NZ Herald
March 30, 2002
Sexual abuse payouts naive, foolish
by Gordon McLauchlan
The decision to allow the ACC to pay lump sums in
compensation to people whose lives have been blighted by what is loosely
called sexual abuse is a folly that signposts trouble ahead for the
organisation.
The level of naivety behind this move was demonstrated by a Cabinet minister
and a counselling doctor (presumably a physician) who publicly said they
couldn't imagine someone applying for compensation with spurious motives.
They must both have led very sheltered lives.
One problem is defining "sexual abuse". Another is the inference
that in any form it must essentially be permanently more emotionally
crippling than all other abuses that scar childhood, an inference possible
only in a society with a deeply puritan tradition.
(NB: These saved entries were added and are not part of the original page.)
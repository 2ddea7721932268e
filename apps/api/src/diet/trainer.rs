use std::sync::Arc;

use rand::rngs::StdRng;
use rand::seq::SliceRandom;
use rand::SeedableRng;
use serde::{Deserialize, Serialize};
use tracing::info;

use crate::diet::artifacts::{ArtifactStore, TrainedArtifact};
use crate::diet::encoder::{encode_training_batch, FeatureSchema};
use crate::diet::forest::{DietClassifier, ForestParams};
use crate::diet::DietError;
use crate::models::profile::ProfileAttributes;
use crate::store::ProfileStore;

/// Below this many records the model is scored on its own training data.
pub const MIN_SPLIT_SAMPLES: usize = 5;
pub const TEST_FRACTION: f64 = 0.2;

/// Which model gets deployed after a held-out evaluation.
#[derive(Debug, Clone, Copy, PartialEq, Eq, Serialize, Deserialize)]
#[serde(rename_all = "snake_case")]
pub enum RefitPolicy {
    /// Deploy the model fit on the training split.
    SplitOnly,
    /// Evaluate on the split, then refit on every record and deploy that.
    FullData,
}

#[derive(Debug, Clone, Copy, PartialEq, Eq)]
pub struct TrainingConfig {
    pub forest: ForestParams,
    pub refit: RefitPolicy,
}

impl Default for TrainingConfig {
    fn default() -> Self {
        TrainingConfig {
            forest: ForestParams::default(),
            refit: RefitPolicy::SplitOnly,
        }
    }
}

#[derive(Debug, Clone, Serialize, Deserialize)]
pub struct TrainingMetrics {
    /// Fraction correct on the evaluation rows, rounded to 4 decimals.
    pub accuracy: f64,
    pub samples: usize,
    pub evaluated_samples: usize,
    pub evaluated_on_training_set: bool,
    pub refit: RefitPolicy,
}

pub struct TrainingOutcome {
    pub schema: FeatureSchema,
    pub classifier: DietClassifier,
    pub metrics: TrainingMetrics,
}

/// Fits a classifier predicting `dietary_preference` from the other six fields.
pub fn train(records: &[ProfileAttributes], config: &TrainingConfig) -> Result<TrainingOutcome, DietError> {
    if records.is_empty() {
        return Err(DietError::NoTrainingData);
    }

    let batch = encode_training_batch(records);
    let labels: Vec<String> = records.iter().map(|r| r.dietary_preference.clone()).collect();
    let n = records.len();

    if n < MIN_SPLIT_SAMPLES {
        let classifier = DietClassifier::fit(batch.features.view(), &labels, &config.forest)?;
        let predicted = classifier.predict(&batch.features)?;
        return Ok(TrainingOutcome {
            schema: batch.schema,
            classifier,
            metrics: TrainingMetrics {
                accuracy: accuracy(&predicted, &labels),
                samples: n,
                evaluated_samples: n,
                evaluated_on_training_set: true,
                refit: config.refit,
            },
        });
    }

    let mut order: Vec<usize> = (0..n).collect();
    order.shuffle(&mut StdRng::seed_from_u64(config.forest.seed));
    let n_test = ((n as f64) * TEST_FRACTION).ceil() as usize;
    let (test_idx, train_idx) = order.split_at(n_test);

    let train_x = batch.features.select(ndarray::Axis(0), train_idx);
    let train_y: Vec<String> = train_idx.iter().map(|&i| labels[i].clone()).collect();
    let test_x = batch.features.select(ndarray::Axis(0), test_idx);
    let test_y: Vec<String> = test_idx.iter().map(|&i| labels[i].clone()).collect();

    let split_model = DietClassifier::fit(train_x.view(), &train_y, &config.forest)?;
    let accuracy = accuracy(&split_model.predict(&test_x)?, &test_y);

    let classifier = match config.refit {
        RefitPolicy::SplitOnly => split_model,
        RefitPolicy::FullData => DietClassifier::fit(batch.features.view(), &labels, &config.forest)?,
    };

    Ok(TrainingOutcome {
        schema: batch.schema,
        classifier,
        metrics: TrainingMetrics {
            accuracy,
            samples: n,
            evaluated_samples: test_idx.len(),
            evaluated_on_training_set: false,
            refit: config.refit,
        },
    })
}

fn accuracy(predicted: &[String], truth: &[String]) -> f64 {
    if truth.is_empty() {
        return 0.0;
    }
    let correct = predicted.iter().zip(truth).filter(|(p, t)| p == t).count();
    let fraction = correct as f64 / truth.len() as f64;
    (fraction * 10_000.0).round() / 10_000.0
}

/// Trains on every stored profile and publishes the result as the current model.
pub async fn retrain(
    profiles: &dyn ProfileStore,
    artifacts: &ArtifactStore,
    config: TrainingConfig,
) -> Result<Arc<TrainedArtifact>, DietError> {
    let records: Vec<ProfileAttributes> = profiles
        .list_all()
        .await
        .map_err(DietError::Store)?
        .iter()
        .map(|row| row.attributes())
        .collect();

    if records.is_empty() {
        return Err(DietError::NoTrainingData);
    }
    info!("Training diet model on {} profiles", records.len());

    let outcome = tokio::task::spawn_blocking(move || train(&records, &config))
        .await
        .map_err(|e| DietError::Fit(format!("training task failed: {e}")))??;

    Ok(artifacts.publish(outcome).await?)
}
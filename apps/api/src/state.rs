use std::sync::Arc;

use sqlx::PgPool;

use crate::auth::TokenIssuer;
use crate::config::Config;
use crate::diet::artifacts::ArtifactStore;
use crate::store::{ProfileStore, UserStore};

/// Shared application state injected into all route handlers via Axum extractors.
#[derive(Clone)]
pub struct AppState {
    /// Used directly by the food and result handlers.
    pub db: PgPool,
    pub users: Arc<dyn UserStore>,
    pub profiles: Arc<dyn ProfileStore>,
    /// Current trained model. Swapped atomically on every retrain.
    pub artifacts: Arc<ArtifactStore>,
    pub tokens: Arc<TokenIssuer>,
    pub config: Config,
}
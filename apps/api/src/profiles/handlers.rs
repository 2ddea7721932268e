use axum::{extract::State, http::StatusCode, Json};
use serde::Serialize;
use tracing::warn;
use uuid::Uuid;

use crate::auth::AuthUser;
use crate::errors::AppError;
use crate::models::profile::{ProfileAttributes, ProfileRow};
use crate::state::AppState;

#[derive(Debug, Serialize)]
pub struct SubmitProfileResponse {
    pub profile_id: Uuid,
    pub message: String,
}

#[derive(Debug, Serialize)]
pub struct ProfileListResponse {
    pub profiles: Vec<ProfileRow>,
}

/// POST /api/v1/profiles
pub async fn handle_submit_profile(
    State(state): State<AppState>,
    auth: AuthUser,
    Json(req): Json<ProfileAttributes>,
) -> Result<(StatusCode, Json<SubmitProfileResponse>), AppError> {
    let attributes = req.normalized()?;
    if state.users.find_by_id(auth.user_id).await?.is_none() {
        warn!("Profile submitted for deleted user {}", auth.user_id);
        return Err(AppError::Unauthorized);
    }
    let row = state.profiles.insert(auth.user_id, &attributes).await?;
    Ok((
        StatusCode::CREATED,
        Json(SubmitProfileResponse {
            profile_id: row.id,
            message: "Diet data saved successfully".to_string(),
        }),
    ))
}

/// GET /api/v1/profiles
pub async fn handle_list_profiles(
    State(state): State<AppState>,
    auth: AuthUser,
) -> Result<Json<ProfileListResponse>, AppError> {
    let profiles = state.profiles.list_for_user(auth.user_id).await?;
    if profiles.is_empty() {
        return Err(AppError::NotFound(
            "No diet records found for this user".to_string(),
        ));
    }
    Ok(Json(ProfileListResponse { profiles }))
}
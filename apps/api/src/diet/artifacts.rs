//! Versioned storage for trained models.
//!
//! Schema, classifier and metrics travel as one artifact, so a model can never
//! be read back with someone else's columns. Publishing writes a new
//! `model-v{N}.json`, then atomically repoints `CURRENT` at it, then swaps the
//! in-memory handle. Readers hold an `Arc` to whatever was current when they
//! asked.

use std::io::Write;
use std::path::{Path, PathBuf};
use std::sync::Arc;

use chrono::{DateTime, Utc};
use serde::{Deserialize, Serialize};
use tempfile::NamedTempFile;
use thiserror::Error;
use tokio::sync::{Mutex, RwLock};
use tracing::{info, warn};

use crate::diet::encoder::FeatureSchema;
use crate::diet::forest::DietClassifier;
use crate::diet::trainer::{TrainingMetrics, TrainingOutcome};

pub const POINTER_FILE: &str = "CURRENT";

#[derive(Debug, Error)]
pub enum ArtifactError {
    #[error("I/O error: {0}")]
    Io(#[from] std::io::Error),

    #[error("Serialization error: {0}")]
    Serde(#[from] serde_json::Error),

    #[error("Atomic replace failed: {0}")]
    Persist(#[from] tempfile::PersistError),

    #[error("Invalid artifact pointer: {0:?}")]
    Pointer(String),

    #[error("Artifact schema has {schema} columns but its model expects {model}")]
    Mismatch { schema: usize, model: usize },

    #[error("Artifact task failed: {0}")]
    Task(String),
}

#[derive(Debug, Clone, Serialize, Deserialize)]
pub struct TrainedArtifact {
    pub version: u64,
    pub trained_at: DateTime<Utc>,
    pub schema: FeatureSchema,
    pub classifier: DietClassifier,
    pub metrics: TrainingMetrics,
}

pub struct ArtifactStore {
    dir: PathBuf,
    current: RwLock<Option<Arc<TrainedArtifact>>>,
    publish_lock: Mutex<()>,
}

impl ArtifactStore {
    /// Opens `dir`, creating it if needed, and loads whatever `CURRENT` names.
    pub async fn open(dir: impl Into<PathBuf>) -> Result<Self, ArtifactError> {
        let dir = dir.into();
        tokio::fs::create_dir_all(&dir).await?;

        let current = match tokio::fs::read_to_string(dir.join(POINTER_FILE)).await {
            Ok(name) => {
                let artifact = read_artifact(&dir, name.trim()).await?;
                info!(
                    "Loaded diet model v{} ({} columns) from {}",
                    artifact.version,
                    artifact.schema.width(),
                    dir.display()
                );
                Some(Arc::new(artifact))
            }
            Err(e) if e.kind() == std::io::ErrorKind::NotFound => {
                info!("No trained diet model in {}", dir.display());
                None
            }
            Err(e) => return Err(e.into()),
        };

        Ok(ArtifactStore {
            dir,
            current: RwLock::new(current),
            publish_lock: Mutex::new(()),
        })
    }

    pub async fn current(&self) -> Option<Arc<TrainedArtifact>> {
        self.current.read().await.clone()
    }

    /// Persists `outcome` as the next version and makes it current.
    /// On error the previous artifact stays current.
    pub async fn publish(&self, outcome: TrainingOutcome) -> Result<Arc<TrainedArtifact>, ArtifactError> {
        let _guard = self.publish_lock.lock().await;

        let version = self.current().await.map_or(1, |a| a.version + 1);
        let artifact = TrainedArtifact {
            version,
            trained_at: Utc::now(),
            schema: outcome.schema,
            classifier: outcome.classifier,
            metrics: outcome.metrics,
        };

        let bytes = serde_json::to_vec(&artifact)?;
        let dir = self.dir.clone();
        let file_name = artifact_file_name(version);
        tokio::task::spawn_blocking(move || write_and_repoint(&dir, &file_name, &bytes))
            .await
            .map_err(|e| ArtifactError::Task(e.to_string()))??;

        let artifact = Arc::new(artifact);
        *self.current.write().await = Some(Arc::clone(&artifact));
        info!(
            "Published diet model v{} (accuracy {:.4}, {} samples)",
            artifact.version, artifact.metrics.accuracy, artifact.metrics.samples
        );
        Ok(artifact)
    }
}

fn artifact_file_name(version: u64) -> String {
    format!("model-v{version}.json")
}

async fn read_artifact(dir: &Path, name: &str) -> Result<TrainedArtifact, ArtifactError> {
    if name.is_empty() || name.contains(['/', '\\']) || name.starts_with('.') {
        return Err(ArtifactError::Pointer(name.to_string()));
    }
    let bytes = tokio::fs::read(dir.join(name)).await?;
    let artifact: TrainedArtifact = serde_json::from_slice(&bytes)?;
    if artifact.schema.width() != artifact.classifier.n_features() {
        return Err(ArtifactError::Mismatch {
            schema: artifact.schema.width(),
            model: artifact.classifier.n_features(),
        });
    }
    if artifact_file_name(artifact.version) != name {
        warn!("Artifact {name} carries version {}", artifact.version);
    }
    Ok(artifact)
}

fn write_and_repoint(dir: &Path, file_name: &str, bytes: &[u8]) -> Result<(), ArtifactError> {
    write_atomic(dir, file_name, bytes)?;
    write_atomic(dir, POINTER_FILE, file_name.as_bytes())
}

/// Temp file in the target directory, fsync, then rename over `name`.
fn write_atomic(dir: &Path, name: &str, bytes: &[u8]) -> Result<(), ArtifactError> {
    let mut tmp = NamedTempFile::new_in(dir)?;
    tmp.write_all(bytes)?;
    tmp.as_file().sync_all()?;
    tmp.persist(dir.join(name))?;
    Ok(())
}
//! Persistence seams for accounts and profiles. Handlers hold these as
//! `Arc<dyn _>`; Postgres backs them in production.

pub mod postgres;

use anyhow::Result;
use async_trait::async_trait;
use uuid::Uuid;

use crate::models::profile::{ProfileAttributes, ProfileRow};
use crate::models::user::User;

pub use postgres::{PgProfileStore, PgUserStore};

#[derive(Debug, Clone)]
pub struct NewUser {
    pub username: String,
    pub password_hash: String,
    pub first_name: Option<String>,
    pub last_name: Option<String>,
}

#[derive(Debug, Clone)]
pub enum CreateUser {
    Created(User),
    UsernameTaken,
}

#[async_trait]
pub trait UserStore: Send + Sync {
    async fn create(&self, user: NewUser) -> Result<CreateUser>;
    async fn find_by_username(&self, username: &str) -> Result<Option<User>>;
    async fn find_by_id(&self, id: Uuid) -> Result<Option<User>>;
}

/// Append-only profile history.
#[async_trait]
pub trait ProfileStore: Send + Sync {
    async fn insert(&self, user_id: Uuid, attributes: &ProfileAttributes) -> Result<ProfileRow>;
    /// Newest first.
    async fn list_for_user(&self, user_id: Uuid) -> Result<Vec<ProfileRow>>;
    async fn latest_for_user(&self, user_id: Uuid) -> Result<Option<ProfileRow>>;
    /// Every stored profile, oldest first.
    async fn list_all(&self) -> Result<Vec<ProfileRow>>;
}
//! In-memory stores and fixtures shared by unit tests.

use std::path::Path;
use std::sync::{Arc, Mutex};

use anyhow::Result;
use async_trait::async_trait;
use chrono::Utc;
use sqlx::postgres::PgPoolOptions;
use uuid::Uuid;

use crate::auth::TokenIssuer;
use crate::config::Config;
use crate::diet::artifacts::ArtifactStore;
use crate::diet::forest::ForestParams;
use crate::diet::trainer::TrainingConfig;
use crate::models::profile::{ProfileAttributes, ProfileRow};
use crate::models::user::User;
use crate::state::AppState;
use crate::store::{CreateUser, NewUser, ProfileStore, UserStore};

pub fn profile(age: i32, gender: &str, activity: &str, goal: &str, pref: &str) -> ProfileAttributes {
    ProfileAttributes {
        age,
        gender: gender.to_string(),
        height: 150.0 + f64::from(age % 40),
        weight: 50.0 + f64::from(age % 35),
        activity_level: activity.to_string(),
        goal: goal.to_string(),
        dietary_preference: pref.to_string(),
    }
}

/// Twelve varied, labelled profiles.
pub fn sample_profiles() -> Vec<ProfileAttributes> {
    vec![
        profile(30, "Male", "Moderate", "Muscle Gain", "Balanced"),
        profile(24, "Male", "High", "Muscle Gain", "High Protein"),
        profile(27, "Male", "High", "Muscle Gain", "High Protein"),
        profile(45, "Female", "Low", "Weight Loss", "Low Carb"),
        profile(52, "Female", "Low", "Weight Loss", "Low Carb"),
        profile(35, "Female", "Moderate", "Maintenance", "Balanced"),
        profile(29, "Female", "High", "Weight Loss", "Vegan"),
        profile(33, "Male", "Low", "Weight Loss", "Low Carb"),
        profile(41, "Male", "Moderate", "Maintenance", "Balanced"),
        profile(22, "Female", "High", "Muscle Gain", "High Protein"),
        profile(38, "Female", "Moderate", "Weight Loss", "Vegan"),
        profile(60, "Male", "Low", "Maintenance", "Balanced"),
    ]
}

#[derive(Default)]
pub struct MemoryUserStore {
    users: Mutex<Vec<User>>,
}

#[async_trait]
impl UserStore for MemoryUserStore {
    async fn create(&self, user: NewUser) -> Result<CreateUser> {
        let mut users = self.users.lock().unwrap();
        if users.iter().any(|u| u.username == user.username) {
            return Ok(CreateUser::UsernameTaken);
        }
        let now = Utc::now();
        let row = User {
            id: Uuid::new_v4(),
            username: user.username,
            password_hash: user.password_hash,
            first_name: user.first_name,
            last_name: user.last_name,
            created_at: now,
            updated_at: now,
        };
        users.push(row.clone());
        Ok(CreateUser::Created(row))
    }

    async fn find_by_username(&self, username: &str) -> Result<Option<User>> {
        let users = self.users.lock().unwrap();
        Ok(users.iter().find(|u| u.username == username).cloned())
    }

    async fn find_by_id(&self, id: Uuid) -> Result<Option<User>> {
        let users = self.users.lock().unwrap();
        Ok(users.iter().find(|u| u.id == id).cloned())
    }
}

#[derive(Default)]
pub struct MemoryProfileStore {
    rows: Mutex<Vec<ProfileRow>>,
}

#[async_trait]
impl ProfileStore for MemoryProfileStore {
    async fn insert(&self, user_id: Uuid, a: &ProfileAttributes) -> Result<ProfileRow> {
        let mut rows = self.rows.lock().unwrap();
        let row = ProfileRow {
            id: Uuid::new_v4(),
            user_id,
            seq: rows.len() as i64 + 1,
            age: a.age,
            gender: a.gender.clone(),
            height: a.height,
            weight: a.weight,
            activity_level: a.activity_level.clone(),
            goal: a.goal.clone(),
            dietary_preference: a.dietary_preference.clone(),
            created_at: Utc::now(),
        };
        rows.push(row.clone());
        Ok(row)
    }

    async fn list_for_user(&self, user_id: Uuid) -> Result<Vec<ProfileRow>> {
        let rows = self.rows.lock().unwrap();
        let mut mine: Vec<ProfileRow> = rows.iter().filter(|r| r.user_id == user_id).cloned().collect();
        mine.sort_by(|a, b| (b.created_at, b.seq).cmp(&(a.created_at, a.seq)));
        Ok(mine)
    }

    async fn latest_for_user(&self, user_id: Uuid) -> Result<Option<ProfileRow>> {
        Ok(self.list_for_user(user_id).await?.into_iter().next())
    }

    async fn list_all(&self) -> Result<Vec<ProfileRow>> {
        Ok(self.rows.lock().unwrap().clone())
    }
}

pub fn test_config(artifact_dir: &Path) -> Config {
    Config {
        database_url: "postgres://localhost/diet_api_test".to_string(),
        jwt_secret: "test-secret".to_string(),
        port: 0,
        rust_log: "debug".to_string(),
        access_token_ttl_minutes: 30,
        refresh_token_ttl_days: 30,
        bcrypt_cost: 4,
        artifact_dir: artifact_dir.to_path_buf(),
        training: TrainingConfig {
            forest: ForestParams {
                n_estimators: 20,
                ..ForestParams::default()
            },
            ..TrainingConfig::default()
        },
    }
}

/// Full application state over in-memory stores. The pool never connects,
/// so only routes backed by the stores can be exercised.
pub async fn test_state(artifact_dir: &Path) -> AppState {
    let config = test_config(artifact_dir);
    let db = PgPoolOptions::new()
        .connect_lazy(&config.database_url)
        .unwrap();
    AppState {
        db,
        users: Arc::new(MemoryUserStore::default()),
        profiles: Arc::new(MemoryProfileStore::default()),
        artifacts: Arc::new(ArtifactStore::open(artifact_dir).await.unwrap()),
        tokens: Arc::new(TokenIssuer::new(
            &config.jwt_secret,
            config.access_token_ttl_minutes,
            config.refresh_token_ttl_days,
        )),
        config,
    }
}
All our lives are blighted in some way by trauma in childhood - some, of
course, much more than others - but the measure of our adulthood is how
bravely and constructively we recover from it. The most common inhibition to
recovery is a lingering, haunting sense of victimhood. Sexual abuse -
depending on exactly what it is - may be one form of deep hurt from which we
take time and perhaps help to recover; and anyone with an intuitive
imagination will know that a father sexually using a daughter is the ultimate
breach of human trust from which it would take a woman an extraordinary
resilience to regain emotional equilibrium.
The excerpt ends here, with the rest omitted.